# She wants to give up, I can't let her do that



## LostandAlmostOut (Jul 4, 2008)

A little information up front.
A year ago my wife and I moved from a place we were really happy in. I had ear surgery and she started to realize she couldn't support me as much because she relied so heavily on me, I was out of commission for 3 weeks. About 6 months ago she started to work alot more and text message, talk on the phone and want to hang out with this guy she works with.
She has told me that she has feelings for him and 2 nights ago I walked in on them on the couch, "sitting to watch a movie" while I was out of town. I came home to surprise her and talk about the seperation she wants to have. She told me it was over and I wouldn't except that.
As I talk to her and find more information I realize that she may not fall back in love with me because this other guy shows her the interest she wants to be shown, that I am trying to show but I never knew I didn't show it until now.
I am madly in love with this women, I have been for 7 years. We will be married 2 years in Oct.
This guys says that he never meant to hurt me or have any of this happen but I find it hard to believe because he won't walk away. She doesn't think she will be able to let him go if he did leave. She thinks he is a good person, I believe different.
We have an appointment for marriage counseling beginning next week. She says she is going for me, but doesn't know if it will work or if she wants it to work. I don't want her to go for me, I want her to go for herself and get our lives back. 
I have been pulling all the stops out to get her to see me as the person she saw when we started dating.

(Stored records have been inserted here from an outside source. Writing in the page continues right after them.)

use le7el_launcher_updater::LatestVersionPolicy;
use serde::{Deserialize, Serialize};
use std::path::{Path, PathBuf};
use std::time::Duration;

/// 설정 파일 경로를 덮어쓰는 환경 변수
pub const CONFIG_ENV: &str = "LE7EL_LAUNCHER_CONFIG";
pub const CONFIG_FILE: &str = "launcher.toml";

/// 런처가 다른 런처 프로세스와 통신하는 포트
pub const DEFAULT_LAUNCHER_PORT: u16 = 13730;
/// 게임 클라이언트가 런처에 접속하는 포트
pub const DEFAULT_GAME_PORT: u16 = 13731;

#[derive(Deserialize, Serialize, Debug, Clone, PartialEq)]
#[serde(default)]
pub struct LauncherConfig {
    /// 원격 API에서 이 런처를 식별하는 id
    pub launcher_id: Option<String>,
    /// 메타데이터 API 베이스 URL
    pub api_url: String,
    /// 세션 토큰 (있으면 Bearer 헤더로 전송)
    pub api_token: Option<String>,
    /// 릴리스 파일 선택에 쓰는 플랫폼 이름 (기본: 실행 중인 OS)
    pub platform: String,
    pub launcher_port: u16,
    pub game_port: u16,
    /// 첫 인스턴스 판별용 접속 타임아웃
    pub claim_timeout_ms: u64,
    /// 파일 로깅 (`launcher.log`, 헬퍼의 `updater.log`)
    pub logging: bool,
    pub metadata_retries: u32,
    pub metadata_retry_delay_ms: u64,
    /// 셀프 업데이트 다운로드 완료 후 종료까지 대기
    pub handoff_delay_ms: u64,
    pub latest_version_policy: LatestVersionPolicy,
    /// 셀프 업데이트 헬퍼 원본 경로 (기본: `<exe-dir>/resources/updater[.exe]`)
    pub updater_payload: Option<PathBuf>,
}

impl Default for LauncherConfig {
    fn default() -> Self {
        Self {
            launcher_id: None,
            api_url: String::new(),
            api_token: None,
            platform: le7el_launcher_updater::current_platform().to_string(),
            launcher_port: DEFAULT_LAUNCHER_PORT,
            game_port: DEFAULT_GAME_PORT,
            claim_timeout_ms: 1000,
            logging: false,
            metadata_retries: 10,
            metadata_retry_delay_ms: 1000,
            handoff_delay_ms: 1000,
            latest_version_policy: LatestVersionPolicy::default(),
            updater_payload: None,
        }
    }
}

impl LauncherConfig {
    /// 환경 변수 → 실행 파일 옆 → `config/launcher.toml` 순으로 찾는다.
    /// 파일이 없으면 기본값, 내용이 깨졌으면 에러.
    pub fn load() -> anyhow::Result<Self> {
        let candidates = Self::candidate_paths();
        for path in &candidates {
            if path.is_file() {
                return Self::load_from(path);
            }
        }
        tracing::debug!("[Config] No config file found, using defaults");
        Ok(Self::default())
    }

    fn candidate_paths() -> Vec<PathBuf> {
        let mut paths = Vec::new();
        if let Ok(p) = std::env::var(CONFIG_ENV) {
            if !p.trim().is_empty() {
                paths.push(PathBuf::from(p));
            }
        }
        if let Some(dir) = std::env::current_exe().ok().and_then(|p| p.parent().map(Path::to_path_buf)) {
            paths.push(dir.join(CONFIG_FILE));
        }
        paths.push(PathBuf::from("config").join(CONFIG_FILE));
        paths
    }

    pub fn load_from(path: &Path) -> anyhow::Result<Self> {
        let s = std::fs::read_to_string(path).unwrap_or_default();
        let cfg = Self::from_toml_str(&s)
            .map_err(|e| anyhow::anyhow!("Invalid config {}: {}", path.display(), e))?;
        tracing::info!("[Config] Loaded {}", path.display());
        Ok(cfg)
    }

    pub fn from_toml_str(s: &str) -> Result<Self, toml::de::Error> {
        toml::from_str(s)
    }

    pub fn claim_timeout(&self) -> Duration {
        Duration::from_millis(self.claim_timeout_ms)
    }

    pub fn metadata_retry_delay(&self) -> Duration {
        Duration::from_millis(self.metadata_retry_delay_ms)
    }

    pub fn handoff_delay(&self) -> Duration {
        Duration::from_millis(self.handoff_delay_ms)
    }
}

#[cfg(test)]
mod tests {
    use super::*;

    #[test]
    fn empty_file_yields_defaults() {
        let cfg = LauncherConfig::from_toml_str("").unwrap();
        assert_eq!(cfg, LauncherConfig::default());
        assert_eq!(cfg.launcher_port, 13730);
        assert_eq!(cfg.game_port, 13731);
        assert_eq!(cfg.claim_timeout(), Duration::from_secs(1));
        assert_eq!(cfg.metadata_retries, 10);
    }

    #[test]
    fn partial_file_overrides_fields() {
        let cfg = LauncherConfig::from_toml_str(
            r#"
            launcher_id = "0b5d0c4e-6a43-4a3a-9f6e-3f7c0f0c1a11"
            api_url = "http://127.0.0.1:9000"
            platform = "Win64"
            logging = true
            latest_version_policy = "legacy_lowest"
            "#,
        )
        .unwrap();
        assert_eq!(cfg.platform, "Win64");
        assert!(cfg.logging);
        assert_eq!(cfg.latest_version_policy, LatestVersionPolicy::LegacyLowest);
        assert_eq!(cfg.launcher_port, DEFAULT_LAUNCHER_PORT);
    }

    #[test]
    fn malformed_file_is_an_error() {
        let dir = tempfile::tempdir().unwrap();
        let path = dir.path().join(CONFIG_FILE);
        std::fs::write(&path, "launcher_port = \"not a number\"").unwrap();
        assert!(LauncherConfig::load_from(&path).is_err());
    }
}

I am desperate and I will do anything to keep her. I am really broken inside and I try as hard as could be to be happy around her so she sees me, not the broken me she just made.

Any suggestions? Advice? Do I let her go and throw away a 10 yr relationship? 3 yrs as friends 5 years as partners and 2 years as husband and wife?
I don't want that and I would loose her forever if I let her go.


----------



## draconis (Oct 3, 2007)

First you really don't want her to go for "herself." You want her to go for you, and you want her to want the relationship as bad as you do. This isn't a bad thing. It means you want the marriage to succeed.

You have the chance, since she is willing to go. It might be high time you learn to really communicate with your wife. 

You have your chance. Give it your best shot. Good luck.

draconis


----------



## Josh (Jul 4, 2008)

If you really want to try and save your marriage i think there are 2 things that i would try to fix if i were you:
1. Your wife's lack of satisfaction from your marriage.
2. Your wife's lack of respect towards you.

What would i do?
I would start spending more quality time with my wife, making her feel that i truly want to understand her and i truly want to know her needs.
I would take her out once a week and declare this time as our quality time when i m whole there for her.I would buy her flowers once a week and make an effort to compliment her at least once a day about something i liked about her that day.

As far as the respect thing goes - i would try to understand what does my wife see as important and who does she look up to and try my best to fit myself in that spot.

Just my $0.02

Good luck.


----------



## LostandAlmostOut (Jul 4, 2008)

Thanks for the advice guys.
It's not communicating with me via the other avenues. It's the sneaking around talking to this other guy via the other avenues. 

This is why she wants to seperate, she feels that she can't hurt me anymore because she can't be a good wife and be supportive to me. She has taken feelings from me and centered them on this other guy.

Is there anything I can do to make him go away even though they work together and she has feelings for him?
Should I talk with him about this? I have bad thoughts about that though.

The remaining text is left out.